2. Each material has its own marks—flint is directional line work, metal is stippling, pottery is a more organic mix of both etc. The marks you use act as a key to immediately identify an artefact and its material.
3. A scale must always be included. Just as with object and excavation photography there should always be an appropriate scale included.
4. Objects should be drawn with publication in mind—if you are drawing a 3cm long arrowhead at 1:1 scale, be aware of how the image may lose sharpness if blown up for an A2 poster presentation or display on a whiteboard. Equally, bigger drawings should avoid having areas of shading that are too heavy, as when the image is reduced for A4 printing in a book, the darker areas may condense down and bleed into nothing more than a blob of black ink.
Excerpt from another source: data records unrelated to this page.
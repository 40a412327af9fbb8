//! Action execution against the cluster resource interface
//!
//! This module provides:
//! - The `ClusterClient` trait: the engine's only view of the cluster
//!   (versioned reads, conditional writes, instance termination)
//! - An HTTP implementation of the trait
//! - The `ActionExecutor` applying approved actions with a bounded
//!   optimistic read-modify-write loop
//!
//! Retry count and backoff are configuration data; no attempt holds any
//! lock across the suspension points.

use std::sync::Arc;
use std::time::Duration;

use anyhow::{Context, Result};
use serde::{Deserialize, Serialize};
use tracing::{debug, warn};
use url::Url;

use crate::error::ClusterError;
use crate::models::{reason, ActionKind, Outcome, ParamValue, RemediationAction, WorkloadRef};
use crate::observability::EngineMetrics;

pub use async_trait::async_trait;

/// Opaque version token for optimistic concurrency
#[derive(Debug, Clone, PartialEq, Eq, Serialize, Deserialize)]
pub struct VersionToken(pub String);

/// Field-path-addressable view of a workload's desired-state document
///
/// The engine assumes nothing about the schema beyond dot-separated
/// paths resolving to numeric or string values.
#[derive(Debug, Clone, Serialize, Deserialize)]
pub struct WorkloadSpec(pub serde_json::Value);

impl WorkloadSpec {
    /// Resolve a dot-separated field path to its value
    pub fn get(&self, path: &str) -> Option<ParamValue> {
        let mut node = &self.0;
        for part in path.split('.') {
            node = node.get(part)?;
        }
        match node {
            serde_json::Value::Number(n) => n.as_f64().map(ParamValue::Number),
            serde_json::Value::String(s) => Some(ParamValue::Text(s.clone())),
            _ => None,
        }
    }
}

/// A single-field patch submitted with a version precondition
#[derive(Debug, Clone, Serialize, Deserialize)]
pub struct FieldPatch {
    pub path: String,
    pub value: ParamValue,
}

/// The cluster resource interface (external collaborator)
#[async_trait]
pub trait ClusterClient: Send + Sync {
    /// Read the current desired-state document and its version token
    async fn read(&self, workload: &WorkloadRef)
        -> Result<(WorkloadSpec, VersionToken), ClusterError>;

    /// Write a field patch if the version token is still current
    async fn write_if_version(
        &self,
        workload: &WorkloadRef,
        version: &VersionToken,
        patch: &FieldPatch,
    ) -> Result<(), ClusterError>;

    /// Terminate one running instance of the workload
    async fn terminate(&self, workload: &WorkloadRef, instance: &str) -> Result<(), ClusterError>;
}

/// HTTP implementation of the cluster resource interface
pub struct HttpClusterClient {
    client: reqwest::Client,
    base_url: Url,
}

/// Read response wire format
#[derive(Debug, Deserialize)]
struct ReadResponse {
    spec: serde_json::Value,
    version: String,
}

/// Conditional write wire format
#[derive(Debug, Serialize)]
struct WriteRequest<'a> {
    version: &'a str,
    path: &'a str,
    value: &'a ParamValue,
}

impl HttpClusterClient {
    pub fn new(base_url: &str, request_timeout: Duration) -> Result<Self> {
        let client = reqwest::Client::builder()
            .timeout(request_timeout)
            .build()
            .context("Failed to create HTTP client")?;

        let base_url = Url::parse(base_url).context("Invalid cluster endpoint URL")?;

        Ok(Self { client, base_url })
    }

    fn workload_url(&self, workload: &WorkloadRef, suffix: &str) -> Result<Url, ClusterError> {
        let path = format!(
            "v1/workloads/{}/{}/{}{}",
            workload.kind, workload.namespace, workload.name, suffix
        );
        self.base_url
            .join(&path)
            .map_err(|e| ClusterError::Transport(e.to_string()))
    }
}

#[async_trait]
impl ClusterClient for HttpClusterClient {
    async fn read(
        &self,
        workload: &WorkloadRef,
    ) -> Result<(WorkloadSpec, VersionToken), ClusterError> {
        let url = self.workload_url(workload, "")?;
        let response = self.client.get(url).send().await?;

        match response.status() {
            status if status.is_success() => {
                let body: ReadResponse = response
                    .json()
                    .await
                    .map_err(|e| ClusterError::Transport(e.to_string()))?;
                Ok((WorkloadSpec(body.spec), VersionToken(body.version)))
            }
            reqwest::StatusCode::NOT_FOUND => Err(ClusterError::NotFound),
            status => Err(ClusterError::Transport(format!("read failed: {}", status))),
        }
    }

    async fn write_if_version(
        &self,
        workload: &WorkloadRef,
        version: &VersionToken,
        patch: &FieldPatch,
    ) -> Result<(), ClusterError> {
        let url = self.workload_url(workload, "/fields")?;
        let request = WriteRequest {
            version: &version.0,
            path: &patch.path,
            value: &patch.value,
        };

        let response = self.client.put(url).json(&request).send().await?;

        match response.status() {
            status if status.is_success() => Ok(()),
            reqwest::StatusCode::CONFLICT => Err(ClusterError::Conflict),
            reqwest::StatusCode::NOT_FOUND => Err(ClusterError::NotFound),
            status => Err(ClusterError::Transport(format!("write failed: {}", status))),
        }
    }

    async fn terminate(&self, workload: &WorkloadRef, instance: &str) -> Result<(), ClusterError> {
        let url = self.workload_url(workload, &format!("/instances/{}", instance))?;
        let response = self.client.delete(url).send().await?;

        match response.status() {
            status if status.is_success() => Ok(()),
            reqwest::StatusCode::NOT_FOUND => Err(ClusterError::NotFound),
            status => Err(ClusterError::Transport(format!(
                "terminate failed: {}",
                status
            ))),
        }
    }
}

/// Configuration for the executor's retry behavior
#[derive(Debug, Clone)]
pub struct ExecutorConfig {
    /// Maximum read-modify-write attempts per action
    pub max_attempts: u32,
    /// Initial backoff between attempts
    pub initial_backoff: Duration,
    /// Maximum backoff between attempts
    pub max_backoff: Duration,
    /// Deadline per cluster call; exceeding it consumes an attempt
    pub attempt_timeout: Duration,
}

impl Default for ExecutorConfig {
    fn default() -> Self {
        Self {
            max_attempts: 3,
            initial_backoff: Duration::from_millis(200),
            max_backoff: Duration::from_secs(2),
            attempt_timeout: Duration::from_secs(10),
        }
    }
}

/// Terminal result of executing one action
#[derive(Debug, Clone)]
pub struct Execution {
    pub outcome: Outcome,
    pub reason_code: String,
}

impl Execution {
    fn applied(reason_code: impl Into<String>) -> Self {
        Self {
            outcome: Outcome::Applied,
            reason_code: reason_code.into(),
        }
    }

    fn failed(reason_code: impl Into<String>) -> Self {
        Self {
            outcome: Outcome::Failed,
            reason_code: reason_code.into(),
        }
    }
}

/// Applies approved actions against the cluster
pub struct ActionExecutor {
    cluster: Arc<dyn ClusterClient>,
    config: ExecutorConfig,
    metrics: EngineMetrics,
}

impl ActionExecutor {
    pub fn new(cluster: Arc<dyn ClusterClient>, config: ExecutorConfig) -> Self {
        Self {
            cluster,
            config,
            metrics: EngineMetrics::new(),
        }
    }

    /// Execute an approved action; every branch is terminal
    pub async fn execute(&self, action: &RemediationAction) -> Execution {
        match action.kind {
            ActionKind::NoOp => Execution::applied(action.reason.clone()),
            ActionKind::PatchResourceSpec | ActionKind::ScaleReplicas => {
                self.apply_patch(action).await
            }
            ActionKind::TerminateInstance => self.terminate_instances(action).await,
        }
    }

    /// Optimistic read-modify-write with a bounded retry budget
    async fn apply_patch(&self, action: &RemediationAction) -> Execution {
        let (Some(field_path), Some(old_value), Some(new_value)) =
            (&action.field_path, &action.old_value, &action.new_value)
        else {
            warn!(workload = %action.workload, "Patch action without field data");
            return Execution::failed(reason::INVALID_ACTION);
        };

        let patch = FieldPatch {
            path: field_path.clone(),
            value: new_value.clone(),
        };

        let mut backoff = self.config.initial_backoff;

        for attempt in 1..=self.config.max_attempts {
            match self.try_patch_cycle(action, field_path, old_value, &patch).await {
                CycleResult::Applied => {
                    debug!(
                        workload = %action.workload,
                        field_path = %field_path,
                        attempt = attempt,
                        "Patch applied"
                    );
                    return Execution::applied(reason::APPLIED);
                }
                CycleResult::WorkloadGone => {
                    return Execution::failed(reason::WORKLOAD_GONE);
                }
                CycleResult::Conflict(cause) => {
                    warn!(
                        workload = %action.workload,
                        attempt = attempt,
                        max_attempts = self.config.max_attempts,
                        cause = %cause,
                        "Patch attempt failed"
                    );
                }
            }

            if attempt < self.config.max_attempts {
                self.metrics.inc_executor_retries();
                tokio::time::sleep(backoff).await;
                backoff = std::cmp::min(backoff * 2, self.config.max_backoff);
            }
        }

        Execution::failed(reason::CONFLICT_EXHAUSTED)
    }

    /// One full read-verify-write cycle
    async fn try_patch_cycle(
        &self,
        action: &RemediationAction,
        field_path: &str,
        old_value: &ParamValue,
        patch: &FieldPatch,
    ) -> CycleResult {
        let read = tokio::time::timeout(
            self.config.attempt_timeout,
            self.cluster.read(&action.workload),
        )
        .await;

        let (spec, version) = match read {
            Ok(Ok(pair)) => pair,
            Ok(Err(ClusterError::NotFound)) => return CycleResult::WorkloadGone,
            Ok(Err(e)) => return CycleResult::Conflict(format!("read: {}", e)),
            Err(_) => return CycleResult::Conflict("read timed out".to_string()),
        };

        // Guard against a concurrent external change: the field must
        // still hold the value the candidate was computed from
        match spec.get(field_path) {
            Some(current) if values_match(&current, old_value) => {}
            Some(current) => {
                return CycleResult::Conflict(format!(
                    "field changed externally: expected {}, found {}",
                    old_value, current
                ));
            }
            None => {
                return CycleResult::Conflict(format!("field {} missing from spec", field_path));
            }
        }

        let write = tokio::time::timeout(
            self.config.attempt_timeout,
            self.cluster.write_if_version(&action.workload, &version, patch),
        )
        .await;

        match write {
            Ok(Ok(())) => CycleResult::Applied,
            Ok(Err(ClusterError::NotFound)) => CycleResult::WorkloadGone,
            Ok(Err(ClusterError::Conflict)) => {
                CycleResult::Conflict("stale version token".to_string())
            }
            Ok(Err(e)) => CycleResult::Conflict(format!("write: {}", e)),
            Err(_) => CycleResult::Conflict("write timed out".to_string()),
        }
    }

    /// Direct termination of the listed instances
    ///
    /// Instance-scoped actions are not spec-mutating and need no version
    /// precondition; an already-gone instance is not a failure.
    async fn terminate_instances(&self, action: &RemediationAction) -> Execution {
        for instance in &action.instances {
            let result = tokio::time::timeout(
                self.config.attempt_timeout,
                self.cluster.terminate(&action.workload, instance),
            )
            .await;

            match result {
                Ok(Ok(())) => {
                    debug!(workload = %action.workload, instance = %instance, "Instance terminated");
                }
                Ok(Err(ClusterError::NotFound)) => {
                    debug!(instance = %instance, "Instance already gone");
                }
                Ok(Err(e)) => {
                    warn!(instance = %instance, error = %e, "Termination failed");
                    return Execution::failed(reason::TERMINATE_FAILED);
                }
                Err(_) => {
                    warn!(instance = %instance, "Termination timed out");
                    return Execution::failed(reason::TERMINATE_FAILED);
                }
            }
        }

        Execution::applied(reason::APPLIED)
    }
}

/// Result of a single read-modify-write cycle
enum CycleResult {
    Applied,
    WorkloadGone,
    Conflict(String),
}

/// Compare field values with float tolerance for numeric content
fn values_match(a: &ParamValue, b: &ParamValue) -> bool {
    match (a.as_f64(), b.as_f64()) {
        (Some(x), Some(y)) => (x - y).abs() < 1e-9,
        _ => match (a, b) {
            (ParamValue::Text(x), ParamValue::Text(y)) => x == y,
            _ => false,
        },
    }
}
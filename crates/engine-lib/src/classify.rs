//! Incident classification
//!
//! Maps a normalized Incident to its type-specific parameters: the
//! current resource limit for spec-mutating types, the offending
//! instances for instance-scoped types. Extraction never guesses; a
//! missing or unusable parameter yields `Unclassified`, which resolves
//! downstream to a recorded NoOp.

use crate::models::{Incident, IncidentType};

/// Parameter key carrying the current memory limit in Mi
pub const PARAM_MEMORY_LIMIT_MI: &str = "currentMemoryLimitMi";

/// Parameter key carrying the current CPU limit in millicores
pub const PARAM_CPU_LIMIT_MILLI: &str = "currentCpuLimitMilli";

/// Result of classifying an incident
#[derive(Debug, Clone, PartialEq)]
pub enum Classification {
    Classified(Classified),
    /// No extraction rule matched; carries a human-readable reason
    Unclassified { reason: String },
}

/// A classified incident with its extracted parameters
#[derive(Debug, Clone, PartialEq)]
pub struct Classified {
    pub incident_type: IncidentType,
    /// Current value of the field a patch policy would mutate
    pub current_value: Option<f64>,
    /// Offending instances for instance-scoped remediation
    pub instances: Vec<String>,
}

/// Classify an incident (pure function)
pub fn classify(incident: &Incident) -> Classification {
    match incident.incident_type {
        IncidentType::OomKilled => classify_limit(incident, PARAM_MEMORY_LIMIT_MI),
        IncidentType::CpuThrottled => classify_limit(incident, PARAM_CPU_LIMIT_MILLI),
        IncidentType::CrashLoop => {
            if incident.instances.is_empty() {
                Classification::Unclassified {
                    reason: "crash loop incident carries no instance references".to_string(),
                }
            } else {
                Classification::Classified(Classified {
                    incident_type: IncidentType::CrashLoop,
                    current_value: None,
                    instances: incident.instances.clone(),
                })
            }
        }
        IncidentType::Unknown => Classification::Unclassified {
            reason: "no classification rule for incident type".to_string(),
        },
    }
}

/// Extract the current limit parameter for a spec-mutating type
fn classify_limit(incident: &Incident, param: &str) -> Classification {
    match incident.number_param(param) {
        Some(value) if value > 0.0 => Classification::Classified(Classified {
            incident_type: incident.incident_type,
            current_value: Some(value),
            instances: incident.instances.clone(),
        }),
        Some(_) => Classification::Unclassified {
            reason: format!("parameter {} is not a positive value", param),
        },
        None => Classification::Unclassified {
            reason: format!("required parameter {} is missing", param),
        },
    }
}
5. Whilst not necessarily a main principle, I prefer to draw the objects by hand with high-quality pens, only tidying up the linework digitally using Adobe packages. I find that physically drawing on paper gives you more control when recreating linework than using a digital tablet. However, this can differ between artists.
I hope you have enjoyed reading this short blog. I wanted it to serve as an introduction to not only myself, but some of the exciting work taking place at the Egypt Centre and the techniques behind it!